Over time our main database has grown steadily in size, and at a certain point the database becomes larger than the memory allocated to the database software on the servers that it is running on. There is an ancient art involved in getting this memory allocation just perfect, and we’ve found over time that it is possible to allocate too much memory to the database, and suffer poor performance as a result. We’ve found that gradually increasing the allocated memory as the database grows works well. Recently our databases have grown large enough that it has become more involved to restart a database server to increase its memory allocation, and to put that server directly back into action. We have large enough databases now that a database server with cold caches doesn’t perform well when put back into production. We need to warm the server’s cache gradually before the server can become a master server in our database cluster.

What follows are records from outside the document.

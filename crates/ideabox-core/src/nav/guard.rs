//! Navigation-time access check.
//!
//! Every attempt starts in *checking* and ends in *allowed* or *denied*. The
//! guard keeps nothing between attempts; a denied attempt redirects to the
//! entry destination and the original target is dropped.

use std::sync::Arc;

use tracing::debug;

use super::routes::Route;
use crate::auth::{Slot, TokenStore};

#[derive(Debug, Clone, PartialEq, Eq)]
pub enum Decision {
    Allowed,
    Denied { redirect: String },
}

impl Decision {
    pub fn is_allowed(&self) -> bool {
        matches!(self, Decision::Allowed)
    }
}

#[derive(Clone)]
pub struct AccessGuard {
    store: Arc<dyn TokenStore>,
    entry: String,
}

impl AccessGuard {
    pub fn new(store: Arc<dyn TokenStore>, entry: impl Into<String>) -> Self {
        Self {
            store,
            entry: entry.into(),
        }
    }

    /// Only the access slot is consulted; a refresh token alone does not
    /// grant entry.
    pub fn check(&self, route: &Route) -> Decision {
        if !route.requires_auth {
            return Decision::Allowed;
        }
        if self.store.get(Slot::Access).is_some() {
            Decision::Allowed
        } else {
            debug!(route = %route.name, redirect = %self.entry, "Navigation denied, no access token");
            Decision::Denied {
                redirect: self.entry.clone(),
            }
        }
    }
}
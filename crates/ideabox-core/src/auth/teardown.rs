use std::sync::Arc;

use tracing::{info, warn};

use super::token_store::TokenStore;
use crate::nav::Navigator;

/// Ends the session: drops both credentials and forces navigation to the
/// entry destination. Safe to call repeatedly.
#[derive(Clone)]
pub struct SessionTeardown {
    store: Arc<dyn TokenStore>,
    navigator: Arc<dyn Navigator>,
    entry: String,
}

impl SessionTeardown {
    pub fn new(
        store: Arc<dyn TokenStore>,
        navigator: Arc<dyn Navigator>,
        entry: impl Into<String>,
    ) -> Self {
        Self {
            store,
            navigator,
            entry: entry.into(),
        }
    }

    pub fn run(&self) {
        if let Err(e) = self.store.clear_all() {
            warn!(error = %e, "Failed to clear stored tokens");
        }
        info!(entry = %self.entry, "Session ended");
        self.navigator.navigate_to(&self.entry);
    }
}
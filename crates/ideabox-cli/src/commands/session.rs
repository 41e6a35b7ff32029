use std::io::{self, Write};

use anyhow::{bail, Result};
use tracing::warn;

use ideabox_core::utils::mask_token;
use ideabox_core::{Config, Slot, TokenStorage};

use crate::app::App;

fn prompt(label: &str, default: Option<&str>) -> Result<String> {
    match default {
        Some(d) => print!("{} [{}]: ", label, d),
        None => print!("{}: ", label),
    }
    io::stdout().flush()?;

    let mut line = String::new();
    io::stdin().read_line(&mut line)?;
    let line = line.trim();
    match (line.is_empty(), default) {
        (true, Some(d)) => Ok(d.to_string()),
        _ => Ok(line.to_string()),
    }
}

fn prompt_password() -> Result<String> {
    let password = rpassword::prompt_password("Password: ")?;
    Ok(password)
}

pub async fn login(app: &App, email: Option<String>) -> Result<()> {
    let email = match email {
        Some(email) => email,
        None => prompt("Email", app.config.last_email.as_deref())?,
    };
    let password = prompt_password()?;
    if email.is_empty() || password.is_empty() {
        bail!("Email and password required");
    }

    app.client.login(&email, &password).await?;

    if let Err(e) = Config::remember_email(&email) {
        warn!(error = %e, "Failed to save config");
    }

    println!("Login successful!");
    Ok(())
}

pub async fn register(app: &App, email: Option<String>, username: Option<String>) -> Result<()> {
    let email = match email {
        Some(email) => email,
        None => prompt("Email", None)?,
    };
    let password = prompt_password()?;
    let confirm = rpassword::prompt_password("Confirm password: ")?;
    if password != confirm {
        bail!("Passwords do not match");
    }

    let message = app
        .client
        .register(username.as_deref(), &email, &password)
        .await?;
    println!("{}", message);
    Ok(())
}

pub fn logout(app: &App) -> Result<()> {
    app.client.logout();
    println!("Logged out.");
    Ok(())
}

pub fn status(app: &App) -> Result<()> {
    let storage = match app.config.token_storage {
        TokenStorage::File => "file",
        TokenStorage::Keyring => "keyring",
    };
    println!("Server:   {}", app.config.api_base_url);
    println!("Storage:  {}", storage);

    let creds = app.store.credentials();
    match creds.get(Slot::Access) {
        Some(token) => println!("Access:   {}", mask_token(token)),
        None => println!("Access:   (not logged in)"),
    }
    println!(
        "Refresh:  {}",
        if creds.get(Slot::Refresh).is_some() { "stored" } else { "none" }
    );
    if let Some(ref email) = app.config.last_email {
        println!("Email:    {}", email);
    }
    Ok(())
}
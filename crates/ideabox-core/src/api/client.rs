//! API client for the idea board backend.
//!
//! Every call goes through the `RefreshCoordinator`, so callers never see an
//! expired access token unless the session could not be renewed.

use std::sync::Arc;

use anyhow::{Context, Result};
use serde::de::DeserializeOwned;
use tracing::{debug, info};

use super::operation::Operation;
use super::refresh::{RefreshCoordinator, DEFAULT_LOGIN_PATH};
use super::transport::HttpTransport;
use super::ApiError;
use crate::auth::{SessionTeardown, Slot, TokenStore};
use crate::config::Config;
use crate::models::{
    Draft, IdeaDetail, IdeaSummary, LoginRequest, MessageResponse, NewIdea, RegisterRequest,
    TokenResponse, UploadResponse,
};
use crate::nav::Navigator;

/// Clone is cheap - clones share the transport, token store and refresh state.
#[derive(Clone)]
pub struct IdeaClient {
    coordinator: RefreshCoordinator,
    login_path: String,
}

impl IdeaClient {
    pub fn new(coordinator: RefreshCoordinator) -> Self {
        Self {
            coordinator,
            login_path: DEFAULT_LOGIN_PATH.to_string(),
        }
    }

    /// Wire an HTTP-backed client from configuration.
    pub fn from_config(
        config: &Config,
        store: Arc<dyn TokenStore>,
        navigator: Arc<dyn Navigator>,
    ) -> Result<Self> {
        let transport = HttpTransport::new(&config.api_base_url, config.request_timeout())
            .context("Failed to build HTTP client")?;
        let teardown = SessionTeardown::new(Arc::clone(&store), navigator, &config.entry_route);
        let coordinator = RefreshCoordinator::new(
            Arc::new(transport),
            store,
            teardown,
            config.refresh_settings(),
        );
        Ok(Self {
            coordinator,
            login_path: config.login_path.clone(),
        })
    }

    fn store(&self) -> &Arc<dyn TokenStore> {
        self.coordinator.store()
    }

    /// True if an access token is stored. Says nothing about whether the
    /// server still accepts it.
    pub fn is_authenticated(&self) -> bool {
        self.store().get(Slot::Access).is_some()
    }

    async fn send<T: DeserializeOwned>(&self, op: Operation) -> Result<T> {
        let label = format!("{} {}", op.method, op.target);
        let response = self
            .coordinator
            .execute(op)
            .await
            .with_context(|| format!("Request failed: {}", label))?;
        response
            .json()
            .with_context(|| format!("Failed to parse JSON response from {}", label))
    }

    async fn send_for_message(&self, op: Operation) -> Result<String> {
        let response: MessageResponse = self.send(op).await?;
        Ok(response.message)
    }

    // ===== Session =====

    /// Exchange email/password for tokens and store them.
    pub async fn login(&self, email: &str, password: &str) -> Result<()> {
        let op = Operation::post(self.login_path.as_str()).json(&LoginRequest { email, password })?;

        let tokens: TokenResponse = match self.send(op).await {
            Ok(tokens) => tokens,
            Err(e) if matches!(e.downcast_ref::<ApiError>(), Some(ApiError::Unauthorized)) => {
                anyhow::bail!("Invalid email or password");
            }
            Err(e) => return Err(e),
        };

        let store = self.store();
        store
            .set(Slot::Access, tokens.access_token)
            .context("Failed to store access token")?;
        match tokens.refresh_token {
            Some(refresh) => store
                .set(Slot::Refresh, refresh)
                .context("Failed to store refresh token")?,
            // A refresh token from an earlier login belongs to another session
            None => store.clear(Slot::Refresh)?,
        }
        info!("Logged in");
        Ok(())
    }

    pub async fn register(
        &self,
        username: Option<&str>,
        email: &str,
        password: &str,
    ) -> Result<String> {
        let op = Operation::post("/register").json(&RegisterRequest {
            username,
            email,
            password,
        })?;
        self.send_for_message(op).await
    }

    /// Drop the session and return to the entry destination.
    pub fn logout(&self) {
        self.coordinator.teardown().run();
    }

    // ===== Ideas =====

    pub async fn list_ideas(&self) -> Result<Vec<IdeaSummary>> {
        let ideas: Vec<IdeaSummary> = self.send(Operation::get("/ideas")).await?;
        debug!(count = ideas.len(), "Ideas fetched");
        Ok(ideas)
    }

    pub async fn idea(&self, id: i64) -> Result<IdeaDetail> {
        self.send(Operation::get(format!("/ideas/{}", id))).await
    }

    /// Upload an image for a new idea. Returns the filename the server
    /// stored it under, which goes into `NewIdea::image_filename`.
    pub async fn upload_image(&self, filename: &str, bytes: Vec<u8>) -> Result<String> {
        let size = bytes.len();
        let op = Operation::post("/upload").file("file", filename, bytes);
        let uploaded: UploadResponse = self.send(op).await?;
        debug!(stored = %uploaded.filename, size, "Image uploaded");
        Ok(uploaded.filename)
    }

    pub async fn submit_idea(&self, idea: &NewIdea) -> Result<String> {
        let op = Operation::post("/ideas").json(idea)?;
        self.send_for_message(op).await
    }

    // ===== Drafts =====

    /// The saved draft; the server answers `null` when there is none.
    pub async fn draft(&self) -> Result<Option<Draft>> {
        self.send(Operation::get("/draft")).await
    }

    pub async fn save_draft(&self, draft: &Draft) -> Result<String> {
        let op = Operation::post("/draft").json(draft)?;
        self.send_for_message(op).await
    }

    pub async fn delete_draft(&self) -> Result<String> {
        self.send_for_message(Operation::delete("/draft")).await
    }
}
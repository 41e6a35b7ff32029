//! Outgoing operation and response descriptors.
//!
//! An `Operation` is what callers hand to the transport: method, target path
//! (relative to the API base URL), headers and an optional body. It also
//! carries the `retried` flag that stops an operation from going through the
//! refresh path more than once.

use std::collections::BTreeMap;

use reqwest::{Method, StatusCode};
use serde::de::DeserializeOwned;
use serde::Serialize;

use super::ApiError;

/// Header name used for bearer credentials.
pub const AUTHORIZATION: &str = "Authorization";

const BEARER_PREFIX: &str = "Bearer ";

/// A file sent as one part of a `multipart/form-data` body.
#[derive(Debug, Clone, PartialEq, Eq)]
pub struct FilePart {
    pub field: String,
    pub filename: String,
    pub bytes: Vec<u8>,
}

/// Request payload. Kept as plain data so a replay can rebuild it.
#[derive(Debug, Clone, PartialEq)]
pub enum Body {
    Json(serde_json::Value),
    File(FilePart),
}

#[derive(Debug, Clone)]
pub struct Operation {
    pub method: Method,
    pub target: String,
    pub headers: BTreeMap<String, String>,
    pub body: Option<Body>,
    retried: bool,
}

impl Operation {
    pub fn new(method: Method, target: impl Into<String>) -> Self {
        Self {
            method,
            target: target.into(),
            headers: BTreeMap::new(),
            body: None,
            retried: false,
        }
    }

    pub fn get(target: impl Into<String>) -> Self {
        Self::new(Method::GET, target)
    }

    pub fn post(target: impl Into<String>) -> Self {
        Self::new(Method::POST, target)
    }

    pub fn delete(target: impl Into<String>) -> Self {
        Self::new(Method::DELETE, target)
    }

    /// Attach a JSON body.
    pub fn json<B: Serialize>(mut self, body: &B) -> Result<Self, ApiError> {
        let value = serde_json::to_value(body)
            .map_err(|e| ApiError::InvalidRequest(format!("Failed to encode body: {}", e)))?;
        self.body = Some(Body::Json(value));
        Ok(self)
    }

    /// Attach a single file as a multipart form field.
    pub fn file(
        mut self,
        field: impl Into<String>,
        filename: impl Into<String>,
        bytes: Vec<u8>,
    ) -> Self {
        self.body = Some(Body::File(FilePart {
            field: field.into(),
            filename: filename.into(),
            bytes,
        }));
        self
    }

    pub fn with_header(mut self, name: impl Into<String>, value: impl Into<String>) -> Self {
        self.headers.insert(name.into(), value.into());
        self
    }

    /// Set (or replace) the bearer authorization header.
    pub fn set_bearer(&mut self, token: &str) {
        self.headers
            .insert(AUTHORIZATION.to_string(), format!("{}{}", BEARER_PREFIX, token));
    }

    /// The bearer token currently stamped on this operation, if any.
    pub fn bearer(&self) -> Option<&str> {
        self.headers
            .get(AUTHORIZATION)
            .and_then(|value| value.strip_prefix(BEARER_PREFIX))
    }

    pub fn is_retried(&self) -> bool {
        self.retried
    }

    /// Flip `retried` to true. Returns false if it was already set, in which
    /// case the operation must not be retried again.
    pub fn mark_retried(&mut self) -> bool {
        if self.retried {
            return false;
        }
        self.retried = true;
        true
    }
}

/// How a response should be treated by the refresh path.
#[derive(Debug, Clone, Copy, PartialEq, Eq)]
pub enum Outcome {
    Success,
    AuthExpired,
    Failure,
}

#[derive(Debug, Clone)]
pub struct Response {
    pub status: StatusCode,
    pub body: String,
}

impl Response {
    pub fn new(status: StatusCode, body: impl Into<String>) -> Self {
        Self {
            status,
            body: body.into(),
        }
    }

    pub fn classify(&self) -> Outcome {
        if self.status.is_success() {
            Outcome::Success
        } else if self.status == StatusCode::UNAUTHORIZED {
            Outcome::AuthExpired
        } else {
            Outcome::Failure
        }
    }

    /// Turn a non-success response into the matching `ApiError`.
    pub fn error_for_status(self) -> Result<Self, ApiError> {
        if self.status.is_success() {
            Ok(self)
        } else {
            Err(ApiError::from_status(self.status, &self.body))
        }
    }

    pub fn json<T: DeserializeOwned>(&self) -> Result<T, ApiError> {
        serde_json::from_str(&self.body)
            .map_err(|e| ApiError::InvalidResponse(format!("Failed to parse JSON: {}", e)))
    }
}

#[cfg(test)]
mod tests {
    use super::*;

    #[test]
    fn test_mark_retried_only_once() {
        let mut op = Operation::get("/draft");
        assert!(!op.is_retried());
        assert!(op.mark_retried());
        assert!(op.is_retried());
        assert!(!op.mark_retried());
        assert!(op.is_retried());
    }

    #[test]
    fn test_set_bearer_replaces_previous_token() {
        let mut op = Operation::get("/draft");
        assert_eq!(op.bearer(), None);

        op.set_bearer("old");
        op.set_bearer("new");
        assert_eq!(op.bearer(), Some("new"));
        assert_eq!(op.headers.get(AUTHORIZATION).map(String::as_str), Some("Bearer new"));
    }

    #[test]
    fn test_response_classification() {
        assert_eq!(Response::new(StatusCode::OK, "").classify(), Outcome::Success);
        assert_eq!(Response::new(StatusCode::CREATED, "").classify(), Outcome::Success);
        assert_eq!(
            Response::new(StatusCode::UNAUTHORIZED, "").classify(),
            Outcome::AuthExpired
        );
        assert_eq!(Response::new(StatusCode::FORBIDDEN, "").classify(), Outcome::Failure);
        assert_eq!(
            Response::new(StatusCode::INTERNAL_SERVER_ERROR, "").classify(),
            Outcome::Failure
        );
    }

    #[test]
    fn test_json_body() {
        let op = Operation::post("/draft")
            .json(&serde_json::json!({"title": "t", "content": "c"}))
            .expect("body should encode");
        match op.body {
            Some(Body::Json(ref value)) => assert_eq!(value["title"].as_str(), Some("t")),
            ref other => panic!("expected JSON body, got {:?}", other),
        }
    }

    #[test]
    fn test_file_body_survives_clone_for_replay() {
        let op = Operation::post("/upload").file("file", "roof.png", vec![1, 2, 3]);
        let replay = op.clone();
        assert_eq!(
            replay.body,
            Some(Body::File(FilePart {
                field: "file".to_string(),
                filename: "roof.png".to_string(),
                bytes: vec![1, 2, 3],
            }))
        );
    }
}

So we are left with a slightly more challenging situation than we had previously, and have had to adapt our procedure. The net result is that increasing the database memory allocation needs a new procedure, and it needs to be done in a staggered fashion, and the recent availability issues have been the result.
I apologize for the two issues with Harvest yesterday and this morning. We are taking the final steps to resolve this issue in a brief database maintenance tonight, Tuesday September 24th at 10pm EDT. We don’t expect the Harvest service to be impacted by this maintenance. Thanks for your patience, folks!